Additionally, if a claim is not reported in a timely manner, you’ll miss the opportunity to obtain the appropriate medical care to treat the injury and to later prove through those medical records that the injury occurred.
Medical attention documents the injury. The further from the date of the accident you are, the more difficult it is to prove that you were injured because of the accident. Why? Life happens. If you have a meaningless fender-bender the week after your work accident, the insurance carrier will undoubtedly argue that you had an intervening injury. Don’t suffer in silence and hope that the injury gets better.
If the pain from an injury is not fading after a day or two, seek medical attention and notify your employer of the injury.
If you don’t follow a doctor’s treatment plan, a compensation judge may not believe you are truly injured, causing a denial of your claim. Following through with physical therapy, light duty, or any other treatment plan is vital to a strong case.
Further, if you reject a treatment plan offered by the insurance carrier, temporary disability benefits could be terminated.
Not providing accurate information on your claim forms and physician intake forms could damage your credibility and lead to a denial of your claim. If you schedule an appointment with your private physician and fail to mention the work accident, to obtain coverage of the visit through health insurance, that office note will come back to haunt you. Inaccurate information (such as failing to disclose a prior injury) could also lead to an accusation of fraud from an insurance carrier. If you purposely provide incorrect information, you could be charged with fraud, which is a criminal offense. So being thorough and careful when filling out your forms is always the right thing to do.
Detailed records of your injury and medical treatment document the claim. Do not assume that the doctor is taking down everything you tell him or her correctly. OBTAIN THE MEDICAL OFFICE NOTES through the patient portals, if possible, and review those notes for accuracy. If the notes are inaccurate or missing any information, ask the doctor’s office to make a correction. Remember, unless it’s written down, it doesn’t legally exist. You can have multiple medical complaints, severe pain, and genuine limitations, but unless a medical professional documents these injuries, the court won’t recognize them.

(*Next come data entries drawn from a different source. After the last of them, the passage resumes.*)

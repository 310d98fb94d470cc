pub mod error;
pub mod types;

pub use error::{BoxError, Result, TxError};
pub use types::{OwnerToken, StageId};
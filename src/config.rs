use crate::core::{Result, TxError};
use crate::tcc::PayloadCodec;
use crate::transaction::{NestedFallback, Propagation, TransactionDefinition};
use serde::{Deserialize, Serialize};
use std::time::Duration;

/// Runtime configuration for transactions, locks and TCC dispatch
#[derive(Debug, Clone, Serialize, Deserialize)]
#[serde(default)]
pub struct TxConfig {
    /// Propagation used when a call site declares none
    pub default_propagation: Propagation,

    /// Whether the backing store can take savepoints (enables real NESTED)
    pub nested_savepoints: bool,

    /// NESTED behaviour when savepoints are unavailable
    pub nested_fallback: NestedFallback,

    /// Default lock lease
    pub lock_lease_ms: u64,

    /// Renewal period as a fraction of the lease
    pub lock_renewal_ratio: f64,

    /// Absolute renewal period; overrides `lock_renewal_ratio`
    pub lock_renewal_interval_ms: Option<u64>,

    /// Fixed sleep between acquisition attempts in `lock_wait`
    pub lock_poll_interval_ms: u64,

    /// Default timeout for `lock_wait`
    pub lock_wait_timeout_ms: u64,

    /// Suffix of the per-key fencing counter
    pub lock_fence_suffix: String,

    /// Prefix of TCC routing keys (`{prefix}.{target}`)
    pub tcc_routing_prefix: String,

    /// Encoding of stage payloads
    pub tcc_payload_codec: PayloadCodec,

    /// Number of stage states remembered for inspection
    pub tcc_ledger_capacity: usize,

    /// Delay before the in-memory transport redelivers a failed message
    pub transport_redelivery_delay_ms: u64,

    /// Deliveries per message before it is dead-lettered
    pub transport_max_deliveries: u32,
}

impl TxConfig {
    pub fn new() -> Self {
        Self {
            default_propagation: Propagation::Required,
            nested_savepoints: true,
            nested_fallback: NestedFallback::Required,
            lock_lease_ms: 30_000,
            lock_renewal_ratio: 0.5,
            lock_renewal_interval_ms: None,
            lock_poll_interval_ms: 100,
            lock_wait_timeout_ms: 10_000,
            lock_fence_suffix: ":fence".to_string(),
            tcc_routing_prefix: "tcc".to_string(),
            tcc_payload_codec: PayloadCodec::Json,
            tcc_ledger_capacity: 4096,
            transport_redelivery_delay_ms: 500,
            transport_max_deliveries: 10,
        }
    }

    pub fn default_propagation(mut self, propagation: Propagation) -> Self {
        self.default_propagation = propagation;
        self
    }

    pub fn nested_savepoints(mut self, enabled: bool) -> Self {
        self.nested_savepoints = enabled;
        self
    }

    pub fn nested_fallback(mut self, fallback: NestedFallback) -> Self {
        self.nested_fallback = fallback;
        self
    }

    pub fn lock_lease(mut self, lease: Duration) -> Self {
        self.lock_lease_ms = lease.as_millis() as u64;
        self
    }

    pub fn lock_renewal_ratio(mut self, ratio: f64) -> Self {
        self.lock_renewal_ratio = ratio;
        self
    }

    pub fn lock_renewal_interval(mut self, interval: Duration) -> Self {
        self.lock_renewal_interval_ms = Some(interval.as_millis() as u64);
        self
    }

    pub fn lock_poll_interval(mut self, interval: Duration) -> Self {
        self.lock_poll_interval_ms = interval.as_millis() as u64;
        self
    }

    pub fn lock_wait_timeout(mut self, timeout: Duration) -> Self {
        self.lock_wait_timeout_ms = timeout.as_millis() as u64;
        self
    }

    pub fn tcc_routing_prefix(mut self, prefix: &str) -> Self {
        self.tcc_routing_prefix = prefix.to_string();
        self
    }

    pub fn tcc_payload_codec(mut self, codec: PayloadCodec) -> Self {
        self.tcc_payload_codec = codec;
        self
    }

    pub fn transport_redelivery_delay(mut self, delay: Duration) -> Self {
        self.transport_redelivery_delay_ms = delay.as_millis() as u64;
        self
    }

    pub fn transport_max_deliveries(mut self, max: u32) -> Self {
        self.transport_max_deliveries = max;
        self
    }

    /// Definition applied to call sites that declare none
    pub fn default_definition(&self) -> TransactionDefinition {
        TransactionDefinition::new(self.default_propagation)
    }

    pub fn lease(&self) -> Duration {
        Duration::from_millis(self.lock_lease_ms)
    }

    pub fn poll_interval(&self) -> Duration {
        Duration::from_millis(self.lock_poll_interval_ms)
    }

    pub fn wait_timeout(&self) -> Duration {
        Duration::from_millis(self.lock_wait_timeout_ms)
    }

    pub fn redelivery_delay(&self) -> Duration {
        Duration::from_millis(self.transport_redelivery_delay_ms)
    }

    /// Renewal period for a given lease.
    ///
    /// A fixed `lock_renewal_interval_ms` never exceeds `lease * lock_renewal_ratio`,
    /// so short per-call leases are still renewed in time.
    pub fn renewal_period(&self, lease: Duration) -> Duration {
        let by_ratio = lease.mul_f64(self.lock_renewal_ratio);
        let period = match self.lock_renewal_interval_ms {
            Some(ms) => Duration::from_millis(ms).min(by_ratio),
            None => by_ratio,
        };
        period.max(Duration::from_millis(1))
    }

    /// Parse from JSON; missing fields keep their defaults
    ///
    /// # Examples
    ///
    /// ```
    /// use txweave::TxConfig;
    ///
    /// let config = TxConfig::from_json_str(r#"{"lock_lease_ms": 2000}"#).unwrap();
    /// assert_eq!(config.lock_lease_ms, 2000);
    /// assert_eq!(config.tcc_routing_prefix, "tcc");
    /// ```
    pub fn from_json_str(json: &str) -> Result<Self> {
        let config: TxConfig =
            serde_json::from_str(json).map_err(|e| TxError::Config(e.to_string()))?;
        config.validate()?;
        Ok(config)
    }

    /// Validate configuration
    pub fn validate(&self) -> Result<()> {
        if self.lock_lease_ms == 0 {
            return Err(TxError::Config("lock_lease_ms must be > 0".into()));
        }

        if !(self.lock_renewal_ratio > 0.0 && self.lock_renewal_ratio < 1.0) {
            return Err(TxError::Config(
                "lock_renewal_ratio must be between 0 and 1 (exclusive)".into(),
            ));
        }

        if let Some(interval) = self.lock_renewal_interval_ms {
            if interval == 0 || interval >= self.lock_lease_ms {
                return Err(TxError::Config(
                    "lock_renewal_interval_ms must be > 0 and shorter than the lease".into(),
                ));
            }
        }

        if self.lock_poll_interval_ms == 0 {
            return Err(TxError::Config("lock_poll_interval_ms must be > 0".into()));
        }

        if self.tcc_routing_prefix.trim().is_empty() {
            return Err(TxError::Config("tcc_routing_prefix cannot be empty".into()));
        }

        if self.tcc_ledger_capacity == 0 {
            return Err(TxError::Config("tcc_ledger_capacity must be > 0".into()));
        }

        if self.transport_max_deliveries == 0 {
            return Err(TxError::Config("transport_max_deliveries must be > 0".into()));
        }

        Ok(())
    }
}

impl Default for TxConfig {
    fn default() -> Self {
        Self::new()
    }
}
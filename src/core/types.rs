use serde::{Deserialize, Serialize};
use uuid::Uuid;

/// Identifier of a captured Try phase and of the Confirm/Cancel stage built from it.
#[derive(Debug, Clone, Copy, PartialEq, Eq, Hash, PartialOrd, Ord, Serialize, Deserialize)]
pub struct StageId(pub Uuid);

impl StageId {
    pub fn new() -> Self {
        StageId(Uuid::new_v4())
    }

    pub fn as_uuid(&self) -> &Uuid {
        &self.0
    }
}

impl Default for StageId {
    fn default() -> Self {
        Self::new()
    }
}

impl std::fmt::Display for StageId {
    fn fmt(&self, f: &mut std::fmt::Formatter<'_>) -> std::fmt::Result {
        write!(f, "stage_{}", self.0)
    }
}

/// Opaque value stored under a lock key; unique per acquisition.
#[derive(Debug, Clone, PartialEq, Eq, Hash, Serialize, Deserialize)]
pub struct OwnerToken(String);

impl OwnerToken {
    /// Generate a fresh random token
    pub fn generate() -> Self {
        OwnerToken(Uuid::new_v4().to_string())
    }

    pub fn as_str(&self) -> &str {
        &self.0
    }
}

impl From<&str> for OwnerToken {
    fn from(value: &str) -> Self {
        OwnerToken(value.to_string())
    }
}

impl From<String> for OwnerToken {
    fn from(value: String) -> Self {
        OwnerToken(value)
    }
}

impl std::fmt::Display for OwnerToken {
    fn fmt(&self, f: &mut std::fmt::Formatter<'_>) -> std::fmt::Result {
        f.write_str(&self.0)
    }
}
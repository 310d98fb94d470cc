use super::try_info::TryInfo;
use crate::core::{Result, StageId};
use crate::transaction::CompletionOutcome;
use chrono::{DateTime, Utc};
use serde::{Deserialize, Serialize};

/// Which follow-up a stage runs
#[derive(Debug, Clone, Copy, PartialEq, Eq, Hash, Serialize, Deserialize)]
#[serde(rename_all = "lowercase")]
pub enum StageName {
    Confirm,
    Cancel,
}

impl StageName {
    pub fn from_outcome(outcome: CompletionOutcome) -> Self {
        match outcome {
            CompletionOutcome::Committed => StageName::Confirm,
            CompletionOutcome::RolledBack => StageName::Cancel,
        }
    }

    pub fn as_str(&self) -> &'static str {
        match self {
            StageName::Confirm => "confirm",
            StageName::Cancel => "cancel",
        }
    }
}

impl std::fmt::Display for StageName {
    fn fmt(&self, f: &mut std::fmt::Formatter<'_>) -> std::fmt::Result {
        f.write_str(self.as_str())
    }
}

/// Stage lifecycle as seen by the coordinator (`Executed`/`Failed` are
/// reported by consumers that share the process).
#[derive(Debug, Clone, Copy, PartialEq, Eq, Hash, Serialize, Deserialize)]
pub enum StageState {
    Captured,
    Dispatched,
    Executed,
    Failed,
}

/// A queued Confirm or Cancel built from a captured `TryInfo`
#[derive(Debug, Clone, PartialEq, Serialize, Deserialize)]
pub struct Stage {
    pub stage_id: StageId,
    pub stage_name: StageName,
    pub try_info: TryInfo,
    pub dispatched_at: DateTime<Utc>,
}

impl Stage {
    pub fn new(stage_name: StageName, try_info: TryInfo) -> Self {
        Self {
            stage_id: try_info.stage_id,
            stage_name,
            try_info,
            dispatched_at: Utc::now(),
        }
    }

    pub fn encode(&self, codec: PayloadCodec) -> Result<Vec<u8>> {
        codec.encode(self)
    }

    pub fn decode(codec: PayloadCodec, payload: &[u8]) -> Result<Self> {
        codec.decode(payload)
    }
}

/// Wire encoding of stage payloads
#[derive(Debug, Clone, Copy, PartialEq, Eq, Default, Serialize, Deserialize)]
#[serde(rename_all = "snake_case")]
pub enum PayloadCodec {
    #[default]
    Json,
    MessagePack,
}

impl PayloadCodec {
    pub fn encode<T: Serialize>(&self, value: &T) -> Result<Vec<u8>> {
        match self {
            PayloadCodec::Json => Ok(serde_json::to_vec(value)?),
            PayloadCodec::MessagePack => Ok(rmp_serde::to_vec_named(value)?),
        }
    }

    pub fn decode<T: serde::de::DeserializeOwned>(&self, payload: &[u8]) -> Result<T> {
        match self {
            PayloadCodec::Json => Ok(serde_json::from_slice(payload)?),
            PayloadCodec::MessagePack => Ok(rmp_serde::from_slice(payload)?),
        }
    }
}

No matter how friendly and genuine they may seem, insurance adjusters are out to protect the insurance carrier’s interests. Carriers are in business to collect premiums and avoid paying claims. It is the job of the claims adjuster to poke holes in your story to determine if your claim is legitimate or not.
The tactics used by adjusters can be bewildering, subtle, and easy to stumble over. No matter how bright you are or how accurate the information you give, you will need an attorney at your side to negotiate deftly and protect your interests.